STA1005 - Quantitative Research Methods

Lecture 4: Understanding the General Linear Model

Damien Dupré | DCU Business School

Results Section in Academic Papers

The results section is always structured in the same way:

Descriptive Statistics

Short description of the variables (predictors and outcome).
Made of numeric summaries (Mean and Standard Deviation values), distribution figures, and a correlation matrix.

Inferential Statistics

Indicating the relevance of the model
Communicating hypothesis testing results and conclude if the alternative hypothesis considered as plausible or if the null hypothesis is not rejected.

1. Regressions for Hypothesis Testing

Vocabulary

“Linear Model”, “Linear Regression”, “Multiple Regression” or simply “Regression” are all referring to the same model: The General Linear Model.

It contains:

1 continuous Outcome/Dependent Variable
1 or + categorical or continuous Predictor/Independent Variables
Made of Main and/or Interaction Effects

\[Y = b_{0} + b_{1}\,Predictor\,1 + b_{2}\,Predictor\,2+ ... + b_{n}\,Predictor\,n + e\]

A Linear Regression is used to test all the hypotheses at once and to calculate the predictors’ estimate.

Vocabulary

Specific tests are available for certain type of hypothesis such as T-test or ANOVA but as they are special cases of Linear Regressions, their importance is limited (see Jonas Kristoffer Lindeløv’s blog post: Common statistical tests are linear models).

General Linear Model Everywhere

Most of the common statistical models (t-test, correlation, ANOVA; chi-square, etc.) are special cases of linear models.

This beautiful simplicity means that there is less to learn. In particular, it all comes down to \(y = ax + b\) which most students know from secondary school.

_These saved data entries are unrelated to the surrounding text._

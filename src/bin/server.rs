use blogpress::config::{self, CliArgs};
use blogpress::{create_app, db, logging, repo, run_migrations, AppState, SiteSettings};
use clap::Parser;
use std::path::Path;
use std::sync::Arc;
use tracing::{error, info};

#[tokio::main]
async fn main() -> anyhow::Result<()> {
    dotenv::dotenv().ok();

    let args = CliArgs::parse();

    // Logging starts before the config is merged so that its warnings are kept
    let log_dir = args
        .log_dir
        .clone()
        .or_else(|| config::log_dir_from_file(config::config_file_path()));
    let _guard = logging::init_logging(args.debug, log_dir.as_deref().map(Path::new));

    let config = config::get_config(args);
    info!("Using database {}", config.database_url);

    let pool = Arc::new(db::init_pool(&config.database_url)?);
    {
        let mut conn = pool.get()?;
        run_migrations(&mut conn)?;
    }

    match repo::purge_expired_sessions(&pool) {
        Ok(n) => info!("Removed {} expired session(s) at startup", n),
        Err(e) => error!("Failed to purge expired sessions: {:#}", e),
    }

    tokio::fs::create_dir_all(&config.media_dir).await?;

    let state = AppState::new(pool, SiteSettings::from_config(&config));
    let app = create_app(state);

    let listener = tokio::net::TcpListener::bind(&config.bind_address).await?;
    info!("Listening on http://{}", listener.local_addr()?);
    axum::serve(listener, app).await?;

    Ok(())
}
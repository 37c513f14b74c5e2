use diesel::prelude::*;
use serde::{Deserialize, Serialize};

use super::{Post, Tag};

/// Represents an association between a post and a tag
#[derive(Queryable, Selectable, Insertable, Identifiable, Associations, Debug, Clone, PartialEq, Eq, Serialize, Deserialize)]
#[diesel(belongs_to(Post))]
#[diesel(belongs_to(Tag))]
#[diesel(primary_key(post_id, tag_id))]
#[diesel(table_name = crate::schema::post_tags)]
#[diesel(check_for_backend(diesel::sqlite::Sqlite))]
pub struct PostTag {
    post_id: i32,
    tag_id: i32,
}

impl PostTag {
    pub fn new(post_id: i32, tag_id: i32) -> Self {
        Self { post_id, tag_id }
    }

    pub fn get_post_id(&self) -> i32 {
        self.post_id
    }

    pub fn get_tag_id(&self) -> i32 {
        self.tag_id
    }
}
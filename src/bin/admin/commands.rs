use anyhow::{anyhow, Result};
use blogpress::db::DbPool;
use blogpress::dto::{PostForm, RegisterForm};
use blogpress::models::{NewPost, Visibility};
use blogpress::repo::{self, PostFilter};
use blogpress::stats::sort_tag_counts;

use crate::output::{self, OutputConfig};
use crate::Commands;

/// Runs one admin command against the database
pub fn execute(pool: &DbPool, cmd: Commands, config: &OutputConfig) -> Result<()> {
    match cmd {
        Commands::CreateUser { username, email, password } => {
            let form = RegisterForm {
                username,
                email,
                password1: password.clone(),
                password2: password,
            };
            let errors = form.validate();
            if !errors.is_empty() {
                return Err(anyhow!("Invalid user: {errors}"));
            }
            let username = form.username.trim();
            if repo::get_user_by_username(pool, username)?.is_some() {
                return Err(anyhow!("A user named {username:?} already exists"));
            }
            let user = repo::create_user(pool, username, form.email.trim(), &form.password1)?;
            output::print_user(&user, config);
        }
        Commands::Post { author, title, content, tags, private } => {
            let author = repo::get_user_by_username(pool, &author)?
                .ok_or_else(|| anyhow!("No user named {author:?}"))?;
            let form = PostForm { title, content, tags, ..Default::default() };
            let errors = form.validate();
            if !errors.is_empty() {
                return Err(anyhow!("Invalid post: {errors}"));
            }
            let visibility = if private { Visibility::Private } else { Visibility::Public };
            let post = repo::create_post(
                pool,
                NewPost::new(author.get_id(), visibility, form.clean_title(), form.clean_content(), None),
                &form.tag_names(),
            )?;
            let summary = repo::get_post_summary(pool, post.get_id())?
                .ok_or_else(|| anyhow!("Post {} vanished after creation", post.get_id()))?;
            output::print_post(&summary, config);
        }
        Commands::List { author, private } => {
            let mut filter = if private {
                PostFilter { visibility: Visibility::Private, author_id: None, tag_id: None }
            } else {
                PostFilter::public()
            };
            if let Some(username) = author {
                let user = repo::get_user_by_username(pool, &username)?
                    .ok_or_else(|| anyhow!("No user named {username:?}"))?;
                filter = filter.by_author(user.get_id());
            }
            let count = repo::count_posts(pool, &filter)?;
            let posts = repo::list_posts(pool, &filter, 0, count)?;
            output::print_posts(&posts, config);
        }
        Commands::Delete { post_id } => {
            if !repo::delete_post(pool, post_id)? {
                return Err(anyhow!("Post {post_id} not found"));
            }
            output::print_success(&format!("Deleted post {post_id}"), config);
        }
        Commands::DeleteUser { username } => {
            let user = repo::get_user_by_username(pool, &username)?
                .ok_or_else(|| anyhow!("No user named {username:?}"))?;
            repo::delete_user(pool, user.get_id())?;
            output::print_success(&format!("Deleted user {username}"), config);
        }
        Commands::Tags => {
            let counts = sort_tag_counts(repo::tag_counts(pool, Visibility::Public, None)?);
            output::print_tag_counts(&counts, config);
        }
    }
    Ok(())
}
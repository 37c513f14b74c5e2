use std::path::Path;

use tracing_appender::non_blocking::WorkerGuard;
use tracing_subscriber::{fmt, layer::SubscriberExt, util::SubscriberInitExt, EnvFilter};

/// Filter used when `RUST_LOG` is unset
pub fn default_filter(debug: bool) -> &'static str {
    if debug {
        "blogpress=debug,tower_http=debug"
    } else {
        "blogpress=info,tower_http=info"
    }
}

/// Installs the global subscriber
///
/// Human-readable output goes to stdout. With `log_dir`, JSON lines are
/// also written to a daily rolling file there; keep the returned guard
/// alive so buffered lines are flushed on exit.
pub fn init_logging(debug: bool, log_dir: Option<&Path>) -> Option<WorkerGuard> {
    let env_filter = EnvFilter::try_from_default_env()
        .unwrap_or_else(|_| EnvFilter::new(default_filter(debug)));

    let (file_layer, guard) = match log_dir {
        Some(dir) => {
            let appender = tracing_appender::rolling::daily(dir, "blogpress.log");
            let (writer, guard) = tracing_appender::non_blocking(appender);
            let layer = fmt::layer().json().with_writer(writer);
            (Some(layer), Some(guard))
        }
        None => (None, None),
    };

    let result = tracing_subscriber::registry()
        .with(env_filter)
        .with(fmt::layer().with_target(true).with_level(true))
        .with(file_layer)
        .try_init();

    if let Err(e) = result {
        eprintln!("Logging was already initialised: {e}");
    }

    guard
}

/// Installs a subscriber for command line tools
///
/// Events go to stderr so stdout only carries command output. Only warnings
/// and errors are shown unless `RUST_LOG` says otherwise.
pub fn init_cli_logging() {
    let env_filter = EnvFilter::try_from_default_env().unwrap_or_else(|_| EnvFilter::new(CLI_FILTER));

    let result = tracing_subscriber::registry()
        .with(env_filter)
        .with(fmt::layer().with_target(false).with_writer(std::io::stderr))
        .try_init();

    if let Err(e) = result {
        eprintln!("Logging was already initialised: {e}");
    }
}

const CLI_FILTER: &str = "blogpress=warn";
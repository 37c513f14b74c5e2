use blogpress::models::{PostSummary, User};
use blogpress::stats::TagCount;
use clap::ValueEnum;
use serde::Serialize;

/// Output format for admin commands
#[derive(Debug, Clone, Copy, ValueEnum)]
pub enum OutputFormat {
    /// Human-readable output
    Human,
    /// JSON output
    Json,
}

/// Bundled output configuration passed to all print functions
#[derive(Debug, Clone, Copy)]
pub struct OutputConfig {
    pub format: OutputFormat,
    /// When true, print minimal output (just IDs or counts)
    pub quiet: bool,
}

fn print_json<T: Serialize + ?Sized>(value: &T) {
    match serde_json::to_string_pretty(value) {
        Ok(json) => println!("{json}"),
        Err(e) => eprintln!("Error: failed to encode output: {e}"),
    }
}

pub fn print_user(user: &User, config: &OutputConfig) {
    match config.format {
        OutputFormat::Human => {
            if config.quiet {
                println!("{}", user.get_id());
                return;
            }
            println!("ID:       {}", user.get_id());
            println!("Username: {}", user.get_username());
            println!("Email:    {}", user.get_email());
            println!("Joined:   {}", user.get_date_joined());
        }
        OutputFormat::Json => print_json(user),
    }
}

fn tag_names(summary: &PostSummary) -> String {
    summary.tags.iter().map(|t| t.get_name()).collect::<Vec<_>>().join(", ")
}

pub fn print_post(summary: &PostSummary, config: &OutputConfig) {
    match config.format {
        OutputFormat::Human => {
            let post = &summary.post;
            if config.quiet {
                println!("{}", post.get_id());
                return;
            }
            println!("ID:         {}", post.get_id());
            println!("Title:      {}", post.get_title());
            println!("Author:     {}", summary.author);
            println!("Visibility: {}", post.get_visibility());
            println!("Posted:     {}", post.get_date_posted());
            println!("Tags:       {}", tag_names(summary));
            println!("URL:        {}", post.get_absolute_url());
        }
        OutputFormat::Json => print_json(summary),
    }
}

pub fn print_posts(posts: &[PostSummary], config: &OutputConfig) {
    match config.format {
        OutputFormat::Human => {
            if posts.is_empty() {
                if !config.quiet {
                    println!("No posts found.");
                }
                return;
            }
            if config.quiet {
                for s in posts {
                    println!("{}", s.post.get_id());
                }
                return;
            }
            let max_author = posts.iter().map(|s| s.author.len()).max().unwrap_or(6).max(6);
            println!("{:<6}  {:<10}  {:<width$}  TITLE", "ID", "DATE", "AUTHOR", width = max_author);
            for s in posts {
                println!(
                    "{:<6}  {:<10}  {:<width$}  {}",
                    s.post.get_id(),
                    s.post.get_date_posted().format("%Y-%m-%d"),
                    s.author,
                    s.post.get_title(),
                    width = max_author
                );
            }
        }
        OutputFormat::Json => print_json(posts),
    }
}

pub fn print_tag_counts(counts: &[TagCount], config: &OutputConfig) {
    match config.format {
        OutputFormat::Human => {
            if counts.is_empty() {
                if !config.quiet {
                    println!("No tags in use.");
                }
                return;
            }
            for t in counts {
                if config.quiet {
                    println!("{}", t.name);
                } else {
                    println!("{:>5}  {}", t.count, t.name);
                }
            }
        }
        OutputFormat::Json => print_json(counts),
    }
}

/// Prints a confirmation message; nothing in quiet mode
pub fn print_success(message: &str, config: &OutputConfig) {
    match config.format {
        OutputFormat::Human => {
            if !config.quiet {
                println!("{message}");
            }
        }
        OutputFormat::Json => print_json(&serde_json::json!({ "message": message })),
    }
}
/// Repository module
///
/// This module provides the data access layer for the application.
/// It contains functions for creating, retrieving, updating and deleting
/// users, sessions, posts and tags, plus the grouped counts behind the
/// listing tables.
///
/// The repository pattern abstracts away the details of database access
/// and provides a clean API for the rest of the application to use.

mod user_repo;
mod session_repo;
mod post_repo;
mod tag_repo;
mod stats_repo;

// Re-export all repository functions
pub use user_repo::*;
pub use session_repo::*;
pub use post_repo::*;
pub use tag_repo::*;
pub use stats_repo::*;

Unfortunately, stats intro courses are usually taught as if each test is an independent tool, needlessly making life more complicated for students and teachers alike.

Here, only one test is taught to rule them all: the General Linear Model (GLM).

Applied Example

Imagine the following case study…

The CEO of Organisation Beta has problems with the well-being of employees and wants to investigate the relationship between Job Satisfaction (js_score), salary and performance (perf).

Therefore the CEO formulate 3 hypotheses:

\(H_{a1}\): \(js\_score\) increases when \(salary\) increases
\(H_{a2}\): \(js\_score\) increases when \(perf\) increases
\(H_{a3}\): The effect of \(salary\) on \(js\_score\) increases when \(perf\) increases

The corresponding model is:

\[js\_score_i = b_{0} + b_{1}\,salary_i + b_{2}\,perf_i + b_{3}\,salary*perf_i + e_i\]

Finding the Best Line

Draw all the possible lines on the frame. The best line, also called best fit, is the one which has the lowest amount or error.

There are 200 models on this plot, but a lot are really bad! We need to find the good models by making precise our intuition that a good model is “close” to the data.

Finding the Best Line

To find the best line (i.e., the best model), we need a way to quantify the distance between the data and a model.

Then we can fit the model by finding the value of \(b_0\) and \(b_1\) that generate the model with the smallest distance from this data.

Best Model, Lowest Error

For each point this specific prediction error is called Residual \(e_i\) where \(i\) is a specific observation (e.g., employee here).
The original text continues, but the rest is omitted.